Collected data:
--------

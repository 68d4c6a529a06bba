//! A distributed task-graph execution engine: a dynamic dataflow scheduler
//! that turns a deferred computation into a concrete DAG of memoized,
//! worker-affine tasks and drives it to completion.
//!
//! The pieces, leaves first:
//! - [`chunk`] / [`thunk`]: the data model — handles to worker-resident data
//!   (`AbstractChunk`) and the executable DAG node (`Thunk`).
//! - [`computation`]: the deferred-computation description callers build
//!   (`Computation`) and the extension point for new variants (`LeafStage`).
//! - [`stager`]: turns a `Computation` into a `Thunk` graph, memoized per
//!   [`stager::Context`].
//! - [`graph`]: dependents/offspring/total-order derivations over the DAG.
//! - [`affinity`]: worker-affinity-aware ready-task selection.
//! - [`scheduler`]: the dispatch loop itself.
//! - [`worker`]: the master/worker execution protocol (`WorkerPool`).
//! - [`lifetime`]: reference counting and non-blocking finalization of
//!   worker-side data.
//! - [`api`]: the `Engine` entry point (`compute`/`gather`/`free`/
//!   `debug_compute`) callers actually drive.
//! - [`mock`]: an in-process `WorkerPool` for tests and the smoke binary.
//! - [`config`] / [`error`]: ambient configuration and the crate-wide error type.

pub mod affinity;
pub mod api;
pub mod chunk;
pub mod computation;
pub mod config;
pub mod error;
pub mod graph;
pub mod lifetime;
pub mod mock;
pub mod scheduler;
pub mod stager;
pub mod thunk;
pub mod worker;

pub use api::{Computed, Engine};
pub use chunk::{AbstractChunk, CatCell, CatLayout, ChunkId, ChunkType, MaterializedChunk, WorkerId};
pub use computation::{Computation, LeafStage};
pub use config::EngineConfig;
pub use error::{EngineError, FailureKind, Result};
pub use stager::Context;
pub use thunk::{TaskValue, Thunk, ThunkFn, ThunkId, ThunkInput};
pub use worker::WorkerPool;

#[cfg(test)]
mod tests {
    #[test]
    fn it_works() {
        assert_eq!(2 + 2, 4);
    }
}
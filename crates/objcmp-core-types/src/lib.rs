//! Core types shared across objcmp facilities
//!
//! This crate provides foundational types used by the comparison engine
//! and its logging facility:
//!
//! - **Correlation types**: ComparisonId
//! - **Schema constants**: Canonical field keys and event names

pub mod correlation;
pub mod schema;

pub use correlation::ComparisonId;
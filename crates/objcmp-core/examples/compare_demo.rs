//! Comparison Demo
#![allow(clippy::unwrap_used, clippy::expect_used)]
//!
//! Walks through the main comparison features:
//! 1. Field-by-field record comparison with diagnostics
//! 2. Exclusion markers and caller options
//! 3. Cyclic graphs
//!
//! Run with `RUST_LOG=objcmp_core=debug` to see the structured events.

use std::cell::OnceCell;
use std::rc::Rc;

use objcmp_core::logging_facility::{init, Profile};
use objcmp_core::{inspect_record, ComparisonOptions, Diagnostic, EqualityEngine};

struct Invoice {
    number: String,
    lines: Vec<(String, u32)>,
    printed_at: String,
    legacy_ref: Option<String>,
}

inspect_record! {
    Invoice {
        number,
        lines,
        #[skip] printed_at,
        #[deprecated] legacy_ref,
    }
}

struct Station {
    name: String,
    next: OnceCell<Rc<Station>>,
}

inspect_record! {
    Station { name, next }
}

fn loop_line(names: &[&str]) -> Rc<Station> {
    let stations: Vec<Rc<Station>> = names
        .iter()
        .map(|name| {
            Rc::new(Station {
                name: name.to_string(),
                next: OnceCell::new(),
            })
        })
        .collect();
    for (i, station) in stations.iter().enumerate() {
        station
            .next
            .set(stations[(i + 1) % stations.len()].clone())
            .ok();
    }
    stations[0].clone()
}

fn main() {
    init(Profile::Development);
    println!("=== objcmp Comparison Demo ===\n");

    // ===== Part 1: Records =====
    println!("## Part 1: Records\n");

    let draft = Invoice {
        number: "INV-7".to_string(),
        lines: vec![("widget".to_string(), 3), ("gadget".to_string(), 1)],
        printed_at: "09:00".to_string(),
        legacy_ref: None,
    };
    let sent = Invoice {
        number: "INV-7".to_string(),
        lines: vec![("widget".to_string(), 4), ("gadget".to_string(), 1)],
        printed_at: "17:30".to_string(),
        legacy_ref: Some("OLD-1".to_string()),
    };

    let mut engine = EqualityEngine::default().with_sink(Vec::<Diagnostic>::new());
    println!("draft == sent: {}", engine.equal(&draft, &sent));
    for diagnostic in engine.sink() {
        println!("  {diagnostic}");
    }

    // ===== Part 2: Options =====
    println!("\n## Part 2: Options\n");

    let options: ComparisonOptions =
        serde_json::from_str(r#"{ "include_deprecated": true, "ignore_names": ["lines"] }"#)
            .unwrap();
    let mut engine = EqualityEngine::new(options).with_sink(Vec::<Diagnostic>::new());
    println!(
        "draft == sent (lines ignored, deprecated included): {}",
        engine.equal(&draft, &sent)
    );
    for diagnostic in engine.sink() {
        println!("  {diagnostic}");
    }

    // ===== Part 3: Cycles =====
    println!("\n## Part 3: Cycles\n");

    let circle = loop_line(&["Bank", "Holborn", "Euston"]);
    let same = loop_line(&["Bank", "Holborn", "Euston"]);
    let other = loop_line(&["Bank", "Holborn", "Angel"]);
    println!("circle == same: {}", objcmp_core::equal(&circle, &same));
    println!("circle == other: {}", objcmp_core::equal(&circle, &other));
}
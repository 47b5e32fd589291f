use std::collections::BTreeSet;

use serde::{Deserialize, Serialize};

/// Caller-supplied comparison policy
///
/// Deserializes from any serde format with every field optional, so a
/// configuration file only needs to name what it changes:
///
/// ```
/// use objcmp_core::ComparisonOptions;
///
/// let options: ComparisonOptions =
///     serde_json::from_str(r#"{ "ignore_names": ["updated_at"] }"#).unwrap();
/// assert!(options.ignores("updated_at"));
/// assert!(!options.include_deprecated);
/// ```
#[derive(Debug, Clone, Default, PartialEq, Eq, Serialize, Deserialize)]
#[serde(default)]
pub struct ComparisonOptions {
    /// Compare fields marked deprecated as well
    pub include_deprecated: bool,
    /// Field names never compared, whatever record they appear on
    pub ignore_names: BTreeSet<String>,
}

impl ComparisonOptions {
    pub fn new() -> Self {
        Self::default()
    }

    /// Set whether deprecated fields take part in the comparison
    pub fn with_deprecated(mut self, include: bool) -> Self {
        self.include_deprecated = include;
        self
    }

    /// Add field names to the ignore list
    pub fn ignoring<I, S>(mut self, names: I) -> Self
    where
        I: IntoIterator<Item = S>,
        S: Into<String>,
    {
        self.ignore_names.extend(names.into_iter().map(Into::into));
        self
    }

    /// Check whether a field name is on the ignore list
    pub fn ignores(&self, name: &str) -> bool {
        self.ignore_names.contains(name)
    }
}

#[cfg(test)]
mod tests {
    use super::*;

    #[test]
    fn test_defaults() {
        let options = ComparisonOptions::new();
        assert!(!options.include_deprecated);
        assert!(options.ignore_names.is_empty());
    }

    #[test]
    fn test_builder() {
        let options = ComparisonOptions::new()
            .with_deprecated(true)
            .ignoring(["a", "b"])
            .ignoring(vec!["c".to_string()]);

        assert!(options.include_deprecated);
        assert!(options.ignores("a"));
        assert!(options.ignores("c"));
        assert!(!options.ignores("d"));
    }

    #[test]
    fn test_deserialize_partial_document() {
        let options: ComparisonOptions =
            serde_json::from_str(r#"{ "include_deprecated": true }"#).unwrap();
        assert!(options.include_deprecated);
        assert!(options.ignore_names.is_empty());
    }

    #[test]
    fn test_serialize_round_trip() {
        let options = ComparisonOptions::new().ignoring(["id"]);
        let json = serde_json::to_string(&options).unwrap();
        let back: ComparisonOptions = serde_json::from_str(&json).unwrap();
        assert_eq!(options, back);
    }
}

--------

*PROBLEM*. Please transcribe the records exactly from their first line through the line holding "and the executable", and leave out all others.

*RESPONSE TO THIS TASK*.
repository 68d4c6a529a06bba
//! A distributed task-graph execution engine: a dynamic dataflow scheduler
//! that turns a deferred computation into a concrete DAG of memoized,
//! worker-affine tasks and drives it to completion.
//!
//! The pieces, leaves first:
//! - [`chunk`] / [`thunk`]: the data model — handles to worker-resident data
//!   (`AbstractChunk`) and the executable DAG node (`Thunk`).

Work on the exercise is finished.